Aerial vehicles can support a variety of science applications. For example, by examining high-resolution images of the ocean’s surface, researchers can identify regions where upwelling brings cool, nutrient-rich water to the surface, leading to a bloom of plankton and marine life. Researchers can identify targets of interest in images acquired by UAV cameras and deploy in-water platforms for more detailed sampling. Aerial drones can provide a two-dimensional map of ocean color fronts from the air faster than an underwater or surface vehicle. Once they find a location of interest, our engineers can then program a long-range autonomous underwater vehicle (LRAUV) or Wave Glider to take a closer look.

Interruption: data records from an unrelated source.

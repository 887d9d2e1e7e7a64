#![allow(non_snake_case)]

use super::*;

#[test]
fn LogTable___put_then_get___returns_stored_scalars() {
    let mut table = LogTable::new();
    table.put("Enabled", true);
    table.put("Count", 42_i64);
    table.put("Ratio", 0.5_f32);
    table.put("AngleRad", 1.5_f64);
    table.put("Mode", "auto");

    assert!(table.get_boolean("Enabled", false));
    assert_eq!(table.get_integer("Count", 0), 42);
    assert_eq!(table.get_float("Ratio", 0.0), 0.5);
    assert_eq!(table.get_double("AngleRad", 0.0), 1.5);
    assert_eq!(table.get_string("Mode", ""), "auto");
}

#[test]
fn LogTable___put_then_get___returns_stored_arrays() {
    let mut table = LogTable::new();
    table.put("Raw", [1_u8, 2, 3].as_slice());
    table.put("Flags", vec![true, false]);
    table.put("Ids", [7_i64, 8].as_slice());
    table.put("Temps", [20.5_f32].as_slice());
    table.put("CurrentAmps", [2.0_f64, 3.0].as_slice());
    table.put("Names", vec!["a".to_string(), "b".to_string()]);

    assert_eq!(table.get_raw("Raw", &[]), vec![1, 2, 3]);
    assert_eq!(table.get_boolean_array("Flags", &[]), vec![true, false]);
    assert_eq!(table.get_integer_array("Ids", &[]), vec![7, 8]);
    assert_eq!(table.get_float_array("Temps", &[]), vec![20.5]);
    assert_eq!(table.get_double_array("CurrentAmps", &[]), vec![2.0, 3.0]);
    assert_eq!(
        table.get_string_array("Names", &[]),
        vec!["a".to_string(), "b".to_string()]
    );
}

#[test]
fn LogTable___get_absent_key___returns_default() {
    let table = LogTable::new();

    assert_eq!(table.get_double("Missing", 9.0), 9.0);
    assert_eq!(table.get_string("Missing", "fallback"), "fallback");
    assert_eq!(table.get_double_array("Missing", &[1.0]), vec![1.0]);
}

#[test]
fn LogTable___get_mismatched_type___returns_default() {
    let mut table = LogTable::new();
    table.put("Value", 3_i64);

    assert_eq!(table.get_double("Value", -1.0), -1.0);
    assert!(!table.get_boolean("Value", false));
    assert_eq!(table.get_integer_array("Value", &[]), Vec::<i64>::new());
}

#[test]
fn LogTable___put_existing_key___replaces_value() {
    let mut table = LogTable::new();
    table.put("AngleRad", 1.0_f64);

    table.put("AngleRad", 2.0_f64);

    assert_eq!(table.len(), 1);
    assert_eq!(table.get_double("AngleRad", 0.0), 2.0);
}

#[test]
fn LogTable___keys___sorted() {
    let mut table = LogTable::new();
    table.put("B", 1_i64);
    table.put("A", 2_i64);

    let keys: Vec<&str> = table.keys().collect();

    assert_eq!(keys, vec!["A", "B"]);
}

#[test]
fn LogTable___remove___drops_key() {
    let mut table = LogTable::new();
    table.put("A", true);

    let removed = table.remove("A");

    assert_eq!(removed, Some(LogValue::Boolean(true)));
    assert!(table.is_empty());
    assert!(!table.contains_key("A"));
}

#[test]
fn LogValue___type_name___matches_accessor_stem() {
    assert_eq!(LogValue::from(1.0_f64).type_name(), "Double");
    assert_eq!(LogValue::from(vec![1_u8]).type_name(), "Raw");
    assert_eq!(LogValue::from(vec![1_i64]).type_name(), "IntegerArray");
}

#[test]
fn LogValue___type_name___agrees_with_codec_tags() {
    use crate::classify::CodecTag;

    let samples = [
        (CodecTag::Boolean, LogValue::from(true)),
        (CodecTag::Integer64, LogValue::from(1_i64)),
        (CodecTag::Float32, LogValue::from(1.0_f32)),
        (CodecTag::Float64, LogValue::from(1.0_f64)),
        (CodecTag::Text, LogValue::from("x")),
        (CodecTag::RawBytes, LogValue::from(vec![1_u8])),
        (CodecTag::BooleanList, LogValue::from(vec![true])),
        (CodecTag::Integer64List, LogValue::from(vec![1_i64])),
        (CodecTag::Float32List, LogValue::from(vec![1.0_f32])),
        (CodecTag::Float64List, LogValue::from(vec![1.0_f64])),
        (CodecTag::TextList, LogValue::from(vec!["x".to_string()])),
    ];

    for (tag, value) in samples {
        assert_eq!(tag.accessor(), value.type_name());
    }
}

Coordinated sampling with an aerial vehicle operating above MBARI’s advanced underwater robots enables a more thorough investigation of the physical, chemical, and biological processes that occur in the ocean. Together, they can produce a three-dimensional look at a research site. Last year, MBARI researchers deployed a UAV alongside an LRAUV carrying the Piscivore camera system. By scouting ocean conditions with a drone, researchers are able to deploy Piscivore where it would have the greatest chance of observing marine predators.
MBARI engineers are finding innovative ways to grow our UAV program further.
New onboard tech will allow the team to secure exceptions to regulations that currently limit operations to a one-kilometer line-of-sight, enabling operations farther offshore. MBARI engineers are also developing additional payloads that can be deployed on an aerial drone. In the future, aerial vehicles could be equipped with sensors to measure atmospheric particles and gases, which are crucial for studying marine ecology and understanding the ocean-climate connection. Incorporating onboard AI will also allow the vehicle to autonomously detect and respond to significant events in real time, like tracking whale pods or surveying thermal fronts.
At MBARI, we believe that collaboration is essential to truly maximizing the potential of science and technology to help us understand the ocean. The UAV Team is also exploring opportunities to collaborate with the Monterey Bay National Marine Sanctuary and other oceanographic research groups across Monterey Bay to develop more research applications for aerial vehicles.
“As MBARI’s uncrewed aerial vehicle program continues to grow, we’ll export our data and technology to scientists worldwide to facilitate their research and engineering efforts. We’re excited to help contribute to the research programs of various scientists and conservationists, whether they are interested in jellies, sharks, mammals, or kelp,” said Haddock.